===== Records shown =====
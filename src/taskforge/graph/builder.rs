// Copyright (c) 2018 Jason White
//
// Permission is hereby granted, free of charge, to any person obtaining a copy
// of this software and associated documentation files (the "Software"), to deal
// in the Software without restriction, including without limitation the rights
// to use, copy, modify, merge, publish, distribute, sublicense, and/or sell
// copies of the Software, and to permit persons to whom the Software is
// furnished to do so, subject to the following conditions:
//
// The above copyright notice and this permission notice shall be included in
// all copies or substantial portions of the Software.
//
// THE SOFTWARE IS PROVIDED "AS IS", WITHOUT WARRANTY OF ANY KIND, EXPRESS OR
// IMPLIED, INCLUDING BUT NOT LIMITED TO THE WARRANTIES OF MERCHANTABILITY,
// FITNESS FOR A PARTICULAR PURPOSE AND NONINFRINGEMENT. IN NO EVENT SHALL THE
// AUTHORS OR COPYRIGHT HOLDERS BE LIABLE FOR ANY CLAIM, DAMAGES OR OTHER
// LIABILITY, WHETHER IN AN ACTION OF CONTRACT, TORT OR OTHERWISE, ARISING FROM,
// OUT OF OR IN CONNECTION WITH THE SOFTWARE OR THE USE OR OTHER DEALINGS IN
// THE SOFTWARE.
use crate::error::Error;
use crate::name::CanonicalName;
use crate::task::Task;

use super::Graph;

/// Translates a flat task list into a [`Graph`].
pub struct GraphBuilder;

impl GraphBuilder {
    /// Builds a graph from the given tasks. For each task, adds its name,
    /// then connects each of its dependencies to it. Fails with
    /// [`Error::UnknownDependency`] if a dependency names a task that isn't
    /// in `tasks`.
    pub fn build<C>(tasks: &[Task<C>]) -> Result<Graph<CanonicalName>, Error> {
        Self::build_from_refs(&tasks.iter().collect::<Vec<_>>())
    }

    /// Same as [`GraphBuilder::build`], but over a list of borrowed tasks --
    /// what the engine has on hand, since its task table owns the tasks.
    pub fn build_from_refs<C>(tasks: &[&Task<C>]) -> Result<Graph<CanonicalName>, Error> {
        let mut graph = Graph::new();

        for task in tasks {
            graph.add(task.name().clone())?;
        }

        for task in tasks {
            for dep in task.dependencies() {
                if !graph.exists(dep) {
                    return Err(Error::UnknownDependency {
                        task: task.name().to_string(),
                        dependency: dep.to_string(),
                    });
                }
                graph.connect(dep.clone(), task.name().clone())?;
            }
        }

        Ok(graph)
    }
}
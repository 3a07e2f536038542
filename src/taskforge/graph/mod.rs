// Copyright (c) 2018 Jason White
//
// Permission is hereby granted, free of charge, to any person obtaining a copy
// of this software and associated documentation files (the "Software"), to deal
// in the Software without restriction, including without limitation the rights
// to use, copy, modify, merge, publish, distribute, sublicense, and/or sell
// copies of the Software, and to permit persons to whom the Software is
// furnished to do so, subject to the following conditions:
//
// The above copyright notice and this permission notice shall be included in
// all copies or substantial portions of the Software.
//
// THE SOFTWARE IS PROVIDED "AS IS", WITHOUT WARRANTY OF ANY KIND, EXPRESS OR
// IMPLIED, INCLUDING BUT NOT LIMITED TO THE WARRANTIES OF MERCHANTABILITY,
// FITNESS FOR A PARTICULAR PURPOSE AND NONINFRINGEMENT. IN NO EVENT SHALL THE
// AUTHORS OR COPYRIGHT HOLDERS BE LIABLE FOR ANY CLAIM, DAMAGES OR OTHER
// LIABILITY, WHETHER IN AN ACTION OF CONTRACT, TORT OR OTHERWISE, ARISING FROM,
// OUT OF OR IN CONNECTION WITH THE SOFTWARE OR THE USE OR OTHER DEALINGS IN
// THE SOFTWARE.
mod builder;
mod graph;

pub use self::builder::GraphBuilder;
pub use self::graph::{Graph, NodeTrait};
// Copyright (c) 2018 Jason White
//
// Permission is hereby granted, free of charge, to any person obtaining a copy
// of this software and associated documentation files (the "Software"), to deal
// in the Software without restriction, including without limitation the rights
// to use, copy, modify, merge, publish, distribute, sublicense, and/or sell
// copies of the Software, and to permit persons to whom the Software is
// furnished to do so, subject to the following conditions:
//
// The above copyright notice and this permission notice shall be included in
// all copies or substantial portions of the Software.
//
// THE SOFTWARE IS PROVIDED "AS IS", WITHOUT WARRANTY OF ANY KIND, EXPRESS OR
// IMPLIED, INCLUDING BUT NOT LIMITED TO THE WARRANTIES OF MERCHANTABILITY,
// FITNESS FOR A PARTICULAR PURPOSE AND NONINFRINGEMENT. IN NO EVENT SHALL THE
// AUTHORS OR COPYRIGHT HOLDERS BE LIABLE FOR ANY CLAIM, DAMAGES OR OTHER
// LIABILITY, WHETHER IN AN ACTION OF CONTRACT, TORT OR OTHERWISE, ARISING FROM,
// OUT OF OR IN CONNECTION WITH THE SOFTWARE OR THE USE OR OTHER DEALINGS IN
// THE SOFTWARE.
use std::time::Duration;

use crate::error::Error;
use crate::task::TaskInfo;

/// Build-level setup, registered once per engine; single-valued, replaced on
/// re-registration.
pub type SetupAction<C> = Box<dyn Fn(&C) -> Result<(), Error> + Send + Sync>;

/// Build-level teardown. Always invoked once task execution has finished (or
/// been skipped entirely because setup failed); told whether an exception is
/// already flying.
pub type TeardownAction<C> = Box<dyn Fn(&C, bool) -> Result<(), Error> + Send + Sync>;

/// Per-task setup, run before a task's action.
pub type TaskSetupAction<C> =
    Box<dyn Fn(&C, &TaskSetupContext) -> Result<(), Error> + Send + Sync>;

/// Per-task teardown, run after a task's action/handler/finally.
pub type TaskTeardownAction<C> =
    Box<dyn Fn(&C, &TaskTeardownContext) -> Result<(), Error> + Send + Sync>;

/// Passed to the task-setup hook.
#[derive(Debug, Clone)]
pub struct TaskSetupContext {
    pub task_info: TaskInfo,
}

/// Passed to the task-teardown hook.
#[derive(Debug, Clone)]
pub struct TaskTeardownContext {
    pub task_info: TaskInfo,
    pub duration: Duration,
    pub skipped: bool,
}
// Copyright (c) 2018 Jason White
//
// Permission is hereby granted, free of charge, to any person obtaining a copy
// of this software and associated documentation files (the "Software"), to deal
// in the Software without restriction, including without limitation the rights
// to use, copy, modify, merge, publish, distribute, sublicense, and/or sell
// copies of the Software, and to permit persons to whom the Software is
// furnished to do so, subject to the following conditions:
//
// The above copyright notice and this permission notice shall be included in
// all copies or substantial portions of the Software.
//
// THE SOFTWARE IS PROVIDED "AS IS", WITHOUT WARRANTY OF ANY KIND, EXPRESS OR
// IMPLIED, INCLUDING BUT NOT LIMITED TO THE WARRANTIES OF MERCHANTABILITY,
// FITNESS FOR A PARTICULAR PURPOSE AND NONINFRINGEMENT. IN NO EVENT SHALL THE
// AUTHORS OR COPYRIGHT HOLDERS BE LIABLE FOR ANY CLAIM, DAMAGES OR OTHER
// LIABILITY, WHETHER IN AN ACTION OF CONTRACT, TORT OR OTHERWISE, ARISING FROM,
// OUT OF OR IN CONNECTION WITH THE SOFTWARE OR THE USE OR OTHER DEALINGS IN
// THE SOFTWARE.

//! A task graph execution engine: register named tasks with dependencies,
//! criteria, and lifecycle hooks, then run a chosen target through either a
//! serial or a grouped-parallel executor.

pub mod engine;
pub mod error;
pub mod graph;
pub mod hooks;
pub mod log;
mod name;
pub mod report;
mod runner;
pub mod strategy;
pub mod task;

pub use crate::engine::{Engine, Executor};
pub use crate::error::Error;
pub use crate::graph::{Graph, GraphBuilder};
pub use crate::hooks::{TaskSetupContext, TaskTeardownContext};
pub use crate::log::{DefaultLog, Log};
pub use crate::name::CanonicalName;
pub use crate::report::{Report, ReportEntry};
pub use crate::strategy::{DefaultStrategy, ExecutionStrategy};
pub use crate::task::{Task, TaskBuilder, TaskInfo};
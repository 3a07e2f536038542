// Copyright (c) 2018 Jason White
//
// Permission is hereby granted, free of charge, to any person obtaining a copy
// of this software and associated documentation files (the "Software"), to deal
// in the Software without restriction, including without limitation the rights
// to use, copy, modify, merge, publish, distribute, sublicense, and/or sell
// copies of the Software, and to permit persons to whom the Software is
// furnished to do so, subject to the following conditions:
//
// The above copyright notice and this permission notice shall be included in
// all copies or substantial portions of the Software.
//
// THE SOFTWARE IS PROVIDED "AS IS", WITHOUT WARRANTY OF ANY KIND, EXPRESS OR
// IMPLIED, INCLUDING BUT NOT LIMITED TO THE WARRANTIES OF MERCHANTABILITY,
// FITNESS FOR A PARTICULAR PURPOSE AND NONINFRINGEMENT. IN NO EVENT SHALL THE
// AUTHORS OR COPYRIGHT HOLDERS BE LIABLE FOR ANY CLAIM, DAMAGES OR OTHER
// LIABILITY, WHETHER IN AN ACTION OF CONTRACT, TORT OR OTHERWISE, ARISING FROM,
// OUT OF OR IN CONNECTION WITH THE SOFTWARE OR THE USE OR OTHER DEALINGS IN
// THE SOFTWARE.
use std::cmp::Ordering;
use std::fmt;
use std::hash::{Hash, Hasher};

/// A task name that compares, hashes, and orders case-insensitively while
/// still remembering how it was originally spelled.
///
/// The graph and the engine both key on this instead of on a bare `String` so
/// that `"Build"` and `"build"` are the same node everywhere, but error
/// messages and reports still show whatever casing the caller registered the
/// task with.
#[derive(Debug, Clone)]
pub struct CanonicalName {
    display: String,
    key: String,
}

impl CanonicalName {
    pub fn new<S: Into<String>>(name: S) -> CanonicalName {
        let display = name.into();
        let key = display.to_lowercase();
        CanonicalName { display, key }
    }

    /// The name as originally given.
    pub fn as_str(&self) -> &str {
        &self.display
    }
}

impl fmt::Display for CanonicalName {
    fn fmt(&self, f: &mut fmt::Formatter) -> fmt::Result {
        f.write_str(&self.display)
    }
}

impl PartialEq for CanonicalName {
    fn eq(&self, other: &CanonicalName) -> bool {
        self.key == other.key
    }
}

impl Eq for CanonicalName {}

impl Hash for CanonicalName {
    fn hash<H: Hasher>(&self, state: &mut H) {
        self.key.hash(state);
    }
}

impl Ord for CanonicalName {
    fn cmp(&self, other: &CanonicalName) -> Ordering {
        self.key.cmp(&other.key)
    }
}

impl PartialOrd for CanonicalName {
    fn partial_cmp(&self, other: &CanonicalName) -> Option<Ordering> {
        Some(self.cmp(other))
    }
}

impl<'a> From<&'a str> for CanonicalName {
    fn from(s: &'a str) -> CanonicalName {
        CanonicalName::new(s)
    }
}

impl From<String> for CanonicalName {
    fn from(s: String) -> CanonicalName {
        CanonicalName::new(s)
    }
}

#[cfg(test)]
mod tests {
    use super::*;

    #[test]
    fn equal_ignoring_case() {
        assert_eq!(CanonicalName::new("Build"), CanonicalName::new("build"));
        assert_eq!(CanonicalName::new("BUILD"), CanonicalName::new("build"));
    }

    #[test]
    fn display_preserves_original_casing() {
        let name = CanonicalName::new("Build");
        assert_eq!(name.as_str(), "Build");
        assert_eq!(name.to_string(), "Build");
    }

    #[test]
    fn orders_by_lowercase_key() {
        let a = CanonicalName::new("a");
        let b = CanonicalName::new("B");
        assert!(a < b);
    }
}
=====
### The task
Copy each line from the records above that includes the string "still".

### Written answer
/// still remembering how it was originally spelled.
/// messages and reports still show whatever casing the caller registered the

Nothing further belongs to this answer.